As Seen In Long Island Business News.

Abraham Lincoln once gave the following advice, “Discourage litigation. Persuade your neighbors to compromise whenever you can. Point out to them how the nominal winner is often a real loser –in fees, expenses, and waste of time. As a peacemaker the lawyer has a superior opportunity of being a good man. There will still be business enough.”

Civil litigation has never been a perfect means to resolving disputes (although Alexander Hamilton might argue there are worse methods). But many of the innovations introduced into the court system – believed to be improvements to efficiency – have actually made the wheels of justice more cumbersome, more costly and more risky.

For example, legal expenses can quickly skyrocket when electronic records must be produced for use in litigation. Indeed, a whole new and profitable industry has emerged to assist law firms with so-called “e-discovery.”

As staffing and budgets have not kept up with technology, clogged, backlogged court calendars mean sometimes paying an attorney to wait around a long time for a ten-minute conference which merely pushes the matter over to a new date.

And the advent of electronic filing means legal documents are easily accessible to the public and the tabloid press.

There is great financial risk to a company involved in commercial litigation if electronic court papers detail proprietary or sensitive information which competitors and funding sources can seize upon to their advantage, or paint a negative picture which brings about reputational damage.

Consider the loss of dignity when family in-fighting is brought to light during estate litigation. Realize as well that a protracted legal battle over a trust or an estate only serves to diminish the overall value of the holdings once all the bills have been paid.

Marital infidelities and personal finances revealed in court papers can easily become fodder for the tabloids in a high-profile divorce.

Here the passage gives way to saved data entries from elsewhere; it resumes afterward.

impl<B: StorageBackend> Journal<B> {
    /// Load the backend's current contents.
    pub fn open(mut backend: B) -> Result<Self, JournalError> {
        let db = backend.load()?;
        debug!(
            backend = %backend.describe(),
            records = db.record_count(),
            "opened journal"
        );
        Ok(Self { db, backend })
    }

    pub fn backend(&self) -> &B {
        &self.backend
    }

    pub fn database(&self) -> &Database {
        &self.db
    }

    pub fn into_backend(self) -> B {
        self.backend
    }

    // ----- trades -----

    pub fn add_trade(&mut self, draft: TradeDraft) -> Result<RecordId, JournalError> {
        draft.validate()?;
        self.add(|id, now| Trade::from_draft(id, draft, now))
    }

    pub fn update_trade(&mut self, id: &RecordId, patch: TradePatch) -> Result<Trade, JournalError> {
        patch.validate()?;
        self.update(id, |trade: &mut Trade| patch.apply_to(trade))
    }

    /// Returns whether a record was removed. Unknown ids are not an error.
    pub fn delete_trade(&mut self, id: &RecordId) -> Result<bool, JournalError> {
        self.delete::<Trade>(id)
    }

    pub fn get_trade(&self, id: &RecordId) -> Option<Trade> {
        self.db.trades.get(id).cloned()
    }

    /// All trades in insertion order.
    pub fn all_trades(&self) -> Vec<Trade> {
        self.db.trades.to_vec()
    }

    // ----- missed trades -----

    pub fn add_missed_trade(&mut self, draft: MissedTradeDraft) -> Result<RecordId, JournalError> {
        draft.validate()?;
        self.add(|id, now| MissedTrade::from_draft(id, draft, now))
    }

    pub fn update_missed_trade(
        &mut self,
        id: &RecordId,
        patch: MissedTradePatch,
    ) -> Result<MissedTrade, JournalError> {
        patch.validate()?;
        self.update(id, |missed: &mut MissedTrade| patch.apply_to(missed))
    }

    pub fn delete_missed_trade(&mut self, id: &RecordId) -> Result<bool, JournalError> {
        self.delete::<MissedTrade>(id)
    }

    pub fn get_missed_trade(&self, id: &RecordId) -> Option<MissedTrade> {
        self.db.missed_trades.get(id).cloned()
    }

    pub fn all_missed_trades(&self) -> Vec<MissedTrade> {
        self.db.missed_trades.to_vec()
    }

    // ----- backtests -----

    pub fn add_backtest(&mut self, draft: BacktestDraft) -> Result<RecordId, JournalError> {
        draft.validate()?;
        self.add(|id, now| BacktestScreenshot::from_draft(id, draft, now))
    }

    pub fn update_backtest(
        &mut self,
        id: &RecordId,
        patch: BacktestPatch,
    ) -> Result<BacktestScreenshot, JournalError> {
        patch.validate()?;
        self.update(id, |shot: &mut BacktestScreenshot| patch.apply_to(shot))
    }

    pub fn delete_backtest(&mut self, id: &RecordId) -> Result<bool, JournalError> {
        self.delete::<BacktestScreenshot>(id)
    }

    pub fn get_backtest(&self, id: &RecordId) -> Option<BacktestScreenshot> {
        self.db.backtests.get(id).cloned()
    }

    /// All backtests, newest created first. Equal timestamps keep insertion
    /// order.
    pub fn all_backtests(&self) -> Vec<BacktestScreenshot> {
        newest_first(self.db.backtests.iter())
    }

    /// Backtests for a pair (case-insensitive) and entry type, newest first.
    pub fn backtests_for(&self, pair: &str, entry_type: EntryType) -> Vec<BacktestScreenshot> {
        newest_first(
            self.db
                .backtests
                .iter()
                .filter(|b| b.entry_type == entry_type && b.matches_pair(pair)),
        )
    }

    // ----- whole-store operations -----

    /// Pretty-printed export artifact of the whole store.
    pub fn export_all(&self) -> Result<String, JournalError> {
        self.export(true)
    }

    pub fn export_all_compact(&self) -> Result<String, JournalError> {
        self.export(false)
    }

    fn export(&self, pretty: bool) -> Result<String, JournalError> {
        let text = snapshot::encode(&self.db, pretty)?;
        info!(
            records = self.db.record_count(),
            bytes = text.len(),
            "exported journal"
        );
        Ok(text)
    }

    /// Replace the whole store with the artifact's contents.
    ///
    /// The artifact is validated completely before anything changes. The new
    /// contents are persisted first and only then swapped in, so on any error
    /// the store is untouched.
    pub fn import_all(&mut self, artifact: &str) -> Result<ImportSummary, JournalError> {
        let (db, meta) = snapshot::decode(artifact).map_err(|e| {
            warn!(error = %e, "rejected import");
            e
        })?;
        self.backend.save(&db)?;

        let summary = ImportSummary {
            trades: db.trades.len(),
            missed_trades: db.missed_trades.len(),
            backtests: db.backtests.len(),
            exported_at: meta.exported_at,
        };
        self.db = db;
        info!(
            trades = summary.trades,
            missed_trades = summary.missed_trades,
            backtests = summary.backtests,
            "imported journal"
        );
        Ok(summary)
    }

    pub fn usage(&self) -> Result<StorageUsage, JournalError> {
        let bytes = snapshot::encode(&self.db, false)?.len();
        Ok(StorageUsage {
            trades: self.db.trades.len(),
            missed_trades: self.db.missed_trades.len(),
            backtests: self.db.backtests.len(),
            bytes,
        })
    }

    // ----- generic write path -----

    fn fresh_id<T: Stored>(&self) -> RecordId {
        loop {
            let id = RecordId::generate();
            if !T::collection(&self.db).contains(&id) {
                return id;
            }
        }
    }

    fn add<T: Stored>(
        &mut self,
        build: impl FnOnce(RecordId, DateTime<Utc>) -> T,
    ) -> Result<RecordId, JournalError> {
        let id = self.fresh_id::<T>();
        let record = build(id.clone(), Utc::now());
        record.validate()?;
        T::collection_mut(&mut self.db).insert(record);

        if let Err(e) = self.backend.save(&self.db) {
            T::collection_mut(&mut self.db).remove(&id);
            warn!(kind = %T::KIND, %id, error = %e, "add rolled back");
            return Err(e.into());
        }
        debug!(kind = %T::KIND, %id, "added record");
        Ok(id)
    }

    fn update<T: Stored>(
        &mut self,
        id: &RecordId,
        apply: impl FnOnce(&mut T),
    ) -> Result<T, JournalError> {
        let Some(slot) = T::collection_mut(&mut self.db).get_mut(id) else {
            return Err(JournalError::NotFound {
                kind: T::KIND,
                id: id.clone(),
            });
        };
        let mut updated = slot.clone();
        apply(&mut updated);
        updated.validate()?;
        updated.touch(Utc::now());
        let previous = std::mem::replace(slot, updated.clone());

        if let Err(e) = self.backend.save(&self.db) {
            if let Some(record) = T::collection_mut(&mut self.db).get_mut(id) {
                *record = previous;
            }
            warn!(kind = %T::KIND, %id, error = %e, "update rolled back");
            return Err(e.into());
        }
        debug!(kind = %T::KIND, %id, "updated record");
        Ok(updated)
    }

    fn delete<T: Stored>(&mut self, id: &RecordId) -> Result<bool, JournalError> {
        let Some((index, record)) = T::collection_mut(&mut self.db).remove(id) else {
            debug!(kind = %T::KIND, %id, "delete of unknown id ignored");
            return Ok(false);
        };

        if let Err(e) = self.backend.save(&self.db) {
            T::collection_mut(&mut self.db).restore(index, record);
            warn!(kind = %T::KIND, %id, error = %e, "delete rolled back");
            return Err(e.into());
        }
        debug!(kind = %T::KIND, %id, "deleted record");
        Ok(true)
    }
}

Which is why more and more potential litigants are looking at Alternative Dispute Resolution (ADR).

The reality of today’s overburdened court system means that in many instances ADR represents a faster and less costly path to settle legal matters. New York is among many court jurisdictions actively encouraging the use of ADR as a means to reduce their backlogs.

Methods of ADR include mediation, binding or non-binding arbitration, negotiation, advisory opinions and private judging, all by a neutral party – in many instances a retired judge or other former court official. The flexibility of ADR means the parties are not confined to tight court calendars which draw out even the simplest of matters for many months, if not years. Sessions can be scheduled at the parties’ convenience, even after business hours, and spaced far closer together than the typical courtroom structure.

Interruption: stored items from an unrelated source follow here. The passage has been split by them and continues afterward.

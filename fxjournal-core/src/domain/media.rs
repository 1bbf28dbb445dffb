//! Media attachments and per-timeframe chart screenshots.
//!
//! Attachments are opaque references (data URLs or file paths) produced by
//! capture collaborators. The core stores them but never inspects them.

use serde::{Deserialize, Serialize};
use std::fmt;
use std::str::FromStr;

/// Ordered media attached to a trade or missed trade.
#[derive(Debug, Clone, Default, PartialEq, Serialize, Deserialize)]
pub struct MediaBundle {
    #[serde(default)]
    pub before_images: Vec<String>,
    #[serde(default)]
    pub after_images: Vec<String>,
    #[serde(default)]
    pub videos: Vec<String>,
    #[serde(default)]
    pub audio: Option<String>,
}

impl MediaBundle {
    pub fn is_empty(&self) -> bool {
        self.before_images.is_empty()
            && self.after_images.is_empty()
            && self.videos.is_empty()
            && self.audio.is_none()
    }

    /// Total number of attachments.
    pub fn len(&self) -> usize {
        self.before_images.len()
            + self.after_images.len()
            + self.videos.len()
            + usize::from(self.audio.is_some())
    }
}

/// Chart timeframe.
#[derive(Debug, Clone, Copy, PartialEq, Eq, Hash, PartialOrd, Ord, Serialize, Deserialize)]
pub enum Timeframe {
    #[serde(rename = "weekly")]
    Weekly,
    #[serde(rename = "daily")]
    Daily,
    #[serde(rename = "4h")]
    H4,
    #[serde(rename = "1h")]
    H1,
    #[serde(rename = "15m")]
    M15,
    #[serde(rename = "5m")]
    M5,
}

impl Timeframe {
    /// Highest to lowest.
    pub const ALL: [Timeframe; 6] = [
        Timeframe::Weekly,
        Timeframe::Daily,
        Timeframe::H4,
        Timeframe::H1,
        Timeframe::M15,
        Timeframe::M5,
    ];

    pub fn label(self) -> &'static str {
        match self {
            Timeframe::Weekly => "weekly",
            Timeframe::Daily => "daily",
            Timeframe::H4 => "4h",
            Timeframe::H1 => "1h",
            Timeframe::M15 => "15m",
            Timeframe::M5 => "5m",
        }
    }
}

impl fmt::Display for Timeframe {
    fn fmt(&self, f: &mut fmt::Formatter<'_>) -> fmt::Result {
        f.write_str(self.label())
    }
}

#[derive(Debug, Clone, PartialEq, Eq, thiserror::Error)]
#[error("unknown timeframe '{0}' (valid: weekly, daily, 4h, 1h, 15m, 5m)")]
pub struct UnknownTimeframe(pub String);

impl FromStr for Timeframe {
    type Err = UnknownTimeframe;

    fn from_str(s: &str) -> Result<Self, Self::Err> {
        let normalized = s.trim().to_ascii_lowercase();
        Timeframe::ALL
            .into_iter()
            .find(|tf| tf.label() == normalized)
            .ok_or_else(|| UnknownTimeframe(s.to_string()))
    }
}

/// One optional screenshot per timeframe.
#[derive(Debug, Clone, Default, PartialEq, Serialize, Deserialize)]
pub struct TimeframeScreenshots {
    #[serde(default, skip_serializing_if = "Option::is_none")]
    pub weekly: Option<String>,
    #[serde(default, skip_serializing_if = "Option::is_none")]
    pub daily: Option<String>,
    #[serde(default, rename = "4h", skip_serializing_if = "Option::is_none")]
    pub h4: Option<String>,
    #[serde(default, rename = "1h", skip_serializing_if = "Option::is_none")]
    pub h1: Option<String>,
    #[serde(default, rename = "15m", skip_serializing_if = "Option::is_none")]
    pub m15: Option<String>,
    #[serde(default, rename = "5m", skip_serializing_if = "Option::is_none")]
    pub m5: Option<String>,
}

impl TimeframeScreenshots {
    pub fn get(&self, timeframe: Timeframe) -> Option<&str> {
        self.slot(timeframe).as_deref()
    }

    pub fn set(&mut self, timeframe: Timeframe, image: Option<String>) {
        *self.slot_mut(timeframe) = image;
    }

    /// Present screenshots, highest timeframe first.
    pub fn iter(&self) -> impl Iterator<Item = (Timeframe, &str)> + '_ {
        Timeframe::ALL
            .into_iter()
            .filter_map(move |tf| self.get(tf).map(|image| (tf, image)))
    }

    pub fn count(&self) -> usize {
        self.iter().count()
    }

    fn slot(&self, timeframe: Timeframe) -> &Option<String> {
        match timeframe {
            Timeframe::Weekly => &self.weekly,
            Timeframe::Daily => &self.daily,
            Timeframe::H4 => &self.h4,
            Timeframe::H1 => &self.h1,
            Timeframe::M15 => &self.m15,
            Timeframe::M5 => &self.m5,
        }
    }

    fn slot_mut(&mut self, timeframe: Timeframe) -> &mut Option<String> {
        match timeframe {
            Timeframe::Weekly => &mut self.weekly,
            Timeframe::Daily => &mut self.daily,
            Timeframe::H4 => &mut self.h4,
            Timeframe::H1 => &mut self.h1,
            Timeframe::M15 => &mut self.m15,
            Timeframe::M5 => &mut self.m5,
        }
    }
}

With a shortened time span to resolution, overall legal costs can be greatly reduced, and a business can get back to focusing on business, proceeds of an estate can be distributed, or parting spouses can begin the next chapter of their lives.

Most importantly, all of this resolution occurs privately. Corporate information is not left out for public consumption. Dramatic and emotional courtroom testimony is not required.
We might be light years away from a day when the rush into litigation is not somebody’s first course of action, but ADR is rapidly evolving as a simple, sensible and smart alternative. It is still preferable over a public duel. And what are the chances that your dispute will result in a hit musical?